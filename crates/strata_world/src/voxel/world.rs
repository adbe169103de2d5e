//! Top-level facade for the voxel streaming core: routes block edits into
//! the chunk store, drives the streamer, and exposes whole-world region
//! save/load.

use std::collections::BTreeMap;

use bevy_math::Vec3;
use strata_schemas::coordinates::{BlockPos, ChunkCoord};
use strata_schemas::region::{
    ChunkData, ChunkRegionSnapshot, ChunkSnapshot, RegionLayout, StorageChunkKey, SubchunkRegionLayout,
};
use strata_schemas::voxel::block::BlockState;
use strata_schemas::voxel::registry::BlockRegistry;

use crate::config::StreamConfig;
use crate::error::PersistenceResult;
use crate::persistence::loader::AsyncChunkLoader;
use crate::persistence::metadata::{self, ZoneInfo};
use crate::persistence::region_container::ChunkRegionContainer;
use crate::persistence::PersistenceContext;
use crate::prelude::*;
use crate::voxel::chunk_store::ChunkStore;
use crate::voxel::generator::WorldGenerator;
use crate::voxel::mesh_store::MeshStore;
use crate::voxel::mesher::MeshBuilder;
use crate::voxel::streamer::{ChunkDebugState, ChunkStreamer, QueuePressure, StreamingDeps};

/// One streaming voxel world: registry, generator, resident chunks, meshes,
/// the streaming scheduler and (optionally) a persistence loader.
pub struct World {
    registry: Arc<BlockRegistry>,
    generator: Arc<dyn WorldGenerator>,
    layout: Arc<dyn RegionLayout>,
    store: ChunkStore,
    meshes: Arc<MeshStore>,
    streamer: ChunkStreamer,
    loader: Option<AsyncChunkLoader>,
}

impl World {
    /// Constructs a world with no persistence backend; missing chunks come
    /// from the generator alone.
    pub fn new(
        registry: Arc<BlockRegistry>,
        generator: Arc<dyn WorldGenerator>,
        mesher: Arc<dyn MeshBuilder>,
        config: StreamConfig,
    ) -> Self {
        Self {
            registry,
            generator,
            layout: Arc::new(SubchunkRegionLayout),
            store: ChunkStore::new(),
            meshes: Arc::new(MeshStore::new()),
            streamer: ChunkStreamer::new(config, mesher),
            loader: None,
        }
    }

    /// Constructs a world whose missing chunks are first looked up in the
    /// persistence backend addressed by `ctx`, falling back to generation.
    pub fn with_persistence(
        registry: Arc<BlockRegistry>,
        generator: Arc<dyn WorldGenerator>,
        mesher: Arc<dyn MeshBuilder>,
        config: StreamConfig,
        ctx: &PersistenceContext,
    ) -> Self {
        let mut world = Self::new(registry, generator, mesher, config);
        let zone = metadata::resolve_zone_id(ctx);
        let container = Arc::new(ChunkRegionContainer::new(
            Arc::clone(&ctx.storage),
            ctx.root_path.clone(),
            Arc::clone(&world.layout),
            world.streamer.config().enable_lz4,
        ));
        world.loader = Some(AsyncChunkLoader::new(
            container,
            Arc::clone(&world.generator),
            Arc::clone(&world.registry),
            zone,
            world.streamer.config(),
        ));
        world
    }

    /// The block registry shared with workers.
    pub fn registry(&self) -> &Arc<BlockRegistry> {
        &self.registry
    }

    /// The active world generator.
    pub fn generator(&self) -> &Arc<dyn WorldGenerator> {
        &self.generator
    }

    /// Swaps the world generator. The new generator's config version
    /// invalidates resident chunks generated under the old one as the
    /// streamer walks them.
    pub fn set_generator(&mut self, generator: Arc<dyn WorldGenerator>) {
        self.generator = generator;
    }

    /// Read access to the resident chunks.
    pub fn store(&self) -> &ChunkStore {
        &self.store
    }

    /// The mesh store for this world's view. Rendering holds the shared
    /// handle and snapshots entries under its read lock.
    pub fn meshes(&self) -> &Arc<MeshStore> {
        &self.meshes
    }

    /// Writes a block at world coordinates, creating the containing chunk if
    /// needed and dirtying boundary neighbors.
    pub fn set_block(&mut self, x: i32, y: i32, z: i32, state: BlockState) {
        self.store.set_block(BlockPos::new(x, y, z), state);
    }

    /// Reads the block at world coordinates; air if the chunk is absent.
    pub fn get_block(&self, x: i32, y: i32, z: i32) -> BlockState {
        self.store.get_block(BlockPos::new(x, y, z))
    }

    /// Per-frame streaming step around the observer position.
    pub fn update_streaming(&mut self, observer_pos: Vec3) {
        let mut deps = StreamingDeps {
            store: &mut self.store,
            meshes: &self.meshes,
            loader: self.loader.as_mut(),
            generator: &self.generator,
            registry: &self.registry,
        };
        self.streamer.update(observer_pos, &mut deps);
    }

    /// Applies queued worker completions under the configured budgets. Call
    /// once per frame after [`World::update_streaming`].
    pub fn process_completions(&mut self) {
        let mut deps = StreamingDeps {
            store: &mut self.store,
            meshes: &self.meshes,
            loader: self.loader.as_mut(),
            generator: &self.generator,
            registry: &self.registry,
        };
        self.streamer.process_completions(&mut deps);
    }

    /// Groups every chunk with unsaved edits by region, merges the dirty
    /// spans into the regions' existing on-disk contents, drops all-air
    /// spans, and writes each region atomically. Spans belonging to
    /// non-resident chunks are preserved by the pre-merge read; a region can
    /// hold many more chunks than are ever resident at once.
    pub fn save_all(&mut self, ctx: &PersistenceContext) -> PersistenceResult<()> {
        let zone = metadata::resolve_zone_id(ctx);
        let container = ChunkRegionContainer::new(
            Arc::clone(&ctx.storage),
            ctx.root_path.clone(),
            Arc::clone(&self.layout),
            self.streamer.config().enable_lz4,
        );

        let layout = &self.layout;
        let mut regions: HashMap<(i32, i32, i32), (strata_schemas::region::RegionKey, Vec<ChunkCoord>)> =
            HashMap::new();
        self.store.for_each(|coord, chunk| {
            if !chunk.is_persist_dirty() {
                return;
            }
            let key = layout.region_for_chunk(&zone, coord);
            regions
                .entry((key.x, key.y, key.z))
                .or_insert_with(|| (key, Vec::new()))
                .1
                .push(coord);
        });

        let existing: HashSet<(i32, i32, i32)> = container
            .list_regions(&zone)?
            .into_iter()
            .map(|key| (key.x, key.y, key.z))
            .collect();

        for (region_pos, (region_key, dirty_chunks)) in regions {
            let mut snapshot = if existing.contains(&region_pos) {
                container.load_region(&region_key)?
            } else {
                ChunkRegionSnapshot::empty(region_key.clone())
            };

            let mut merged: BTreeMap<StorageChunkKey, ChunkSnapshot> =
                snapshot.chunks.drain(..).map(|chunk| (chunk.key, chunk)).collect();
            for &coord in &dirty_chunks {
                let Some(chunk) = self.store.get(coord) else {
                    continue;
                };
                for storage_key in self.layout.storage_keys_for_chunk(coord) {
                    merged.remove(&storage_key);
                    let span = self.layout.span_for_storage_key(storage_key);
                    let data = ChunkData::from_chunk(chunk, span);
                    if data.is_all_air() {
                        continue;
                    }
                    merged.insert(
                        storage_key,
                        ChunkSnapshot {
                            key: storage_key,
                            data,
                        },
                    );
                }
            }

            let out = ChunkRegionSnapshot {
                key: region_key,
                chunks: merged.into_values().collect(),
            };
            container.save_region(&out)?;

            for coord in dirty_chunks {
                if let Some(chunk) = self.store.get_mut(coord) {
                    chunk.clear_persist_dirty();
                }
            }
        }

        let mut info = metadata::load_world_info(ctx).unwrap_or_default();
        info.default_zone_id = zone.clone();
        if info.world_display_name.is_empty() {
            info.world_display_name = ctx
                .root_path
                .rsplit('/')
                .next()
                .unwrap_or(&ctx.root_path)
                .to_string();
        }
        metadata::save_world_info(ctx, &info)?;
        let zone_info = metadata::load_zone_info(ctx, &zone).unwrap_or(ZoneInfo {
            zone_id: zone.clone(),
            ..ZoneInfo::default()
        });
        metadata::save_zone_info(ctx, &zone_info)?;
        Ok(())
    }

    /// Clears the world, then loads every persisted region of the context's
    /// zone into resident chunks. A malformed region fails the load; the
    /// world keeps whatever was applied before the failure.
    pub fn load_all(&mut self, ctx: &PersistenceContext) -> PersistenceResult<()> {
        self.clear();
        let zone = metadata::resolve_zone_id(ctx);
        let container = ChunkRegionContainer::new(
            Arc::clone(&ctx.storage),
            ctx.root_path.clone(),
            Arc::clone(&self.layout),
            self.streamer.config().enable_lz4,
        );
        let generator_version = self.generator.config().version;

        let mut touched: HashSet<ChunkCoord> = HashSet::new();
        for key in container.list_regions(&zone)? {
            let region = container.load_region(&key)?;
            for snapshot in &region.chunks {
                let coord = snapshot.data.span.chunk;
                let chunk = self.store.get_or_create(coord);
                chunk.set_world_gen_version(generator_version);
                snapshot.data.apply_to(chunk);
                touched.insert(coord);
            }
        }
        for coord in touched {
            if let Some(chunk) = self.store.get_mut(coord) {
                chunk.clear_mesh_dirty();
                chunk.clear_persist_dirty();
            }
        }
        Ok(())
    }

    /// Synchronously loads one chunk's spans from its region file, bypassing
    /// the async loader. Returns false when the region holds nothing for the
    /// chunk, or cannot be read.
    pub fn load_chunk_from_disk(
        &mut self,
        ctx: &PersistenceContext,
        coord: ChunkCoord,
    ) -> PersistenceResult<bool> {
        let zone = metadata::resolve_zone_id(ctx);
        let container = ChunkRegionContainer::new(
            Arc::clone(&ctx.storage),
            ctx.root_path.clone(),
            Arc::clone(&self.layout),
            self.streamer.config().enable_lz4,
        );
        let key = self.layout.region_for_chunk(&zone, coord);
        let Ok(region) = container.load_region(&key) else {
            return Ok(false);
        };
        let generator_version = self.generator.config().version;

        let mut loaded = false;
        for snapshot in region.chunks.iter().filter(|s| s.data.span.chunk == coord) {
            let chunk = self.store.get_or_create(coord);
            chunk.set_world_gen_version(generator_version);
            snapshot.data.apply_to(chunk);
            loaded = true;
        }
        if loaded {
            if let Some(chunk) = self.store.get_mut(coord) {
                chunk.clear_mesh_dirty();
                chunk.clear_persist_dirty();
            }
        }
        Ok(loaded)
    }

    /// Unloads all chunks, meshes and scheduler state.
    pub fn clear(&mut self) {
        self.streamer.reset(self.loader.as_mut());
        self.store.clear();
        self.meshes.clear();
    }

    /// Drops every stored mesh. Call before tearing down the render context.
    pub fn release_render_resources(&self) {
        self.meshes.clear();
    }

    /// Scheduler states per coordinate, for debug overlays.
    pub fn chunk_state_list(&self) -> Vec<(ChunkCoord, ChunkDebugState)> {
        self.streamer.chunk_state_list(&self.store)
    }

    /// Queue occupancy snapshot for higher-level throttling.
    pub fn queue_pressure(&self) -> QueuePressure {
        self.streamer.queue_pressure()
    }
}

- **TASK PROMPT**
Locate the word "existing" in the entries, and copy every line where it is found.

- **SOLVED PROBLEM**
    /// spans into the regions' existing on-disk contents, drops all-air
        let existing: HashSet<(i32, i32, i32)> = container
            let mut snapshot = if existing.contains(&region_pos) {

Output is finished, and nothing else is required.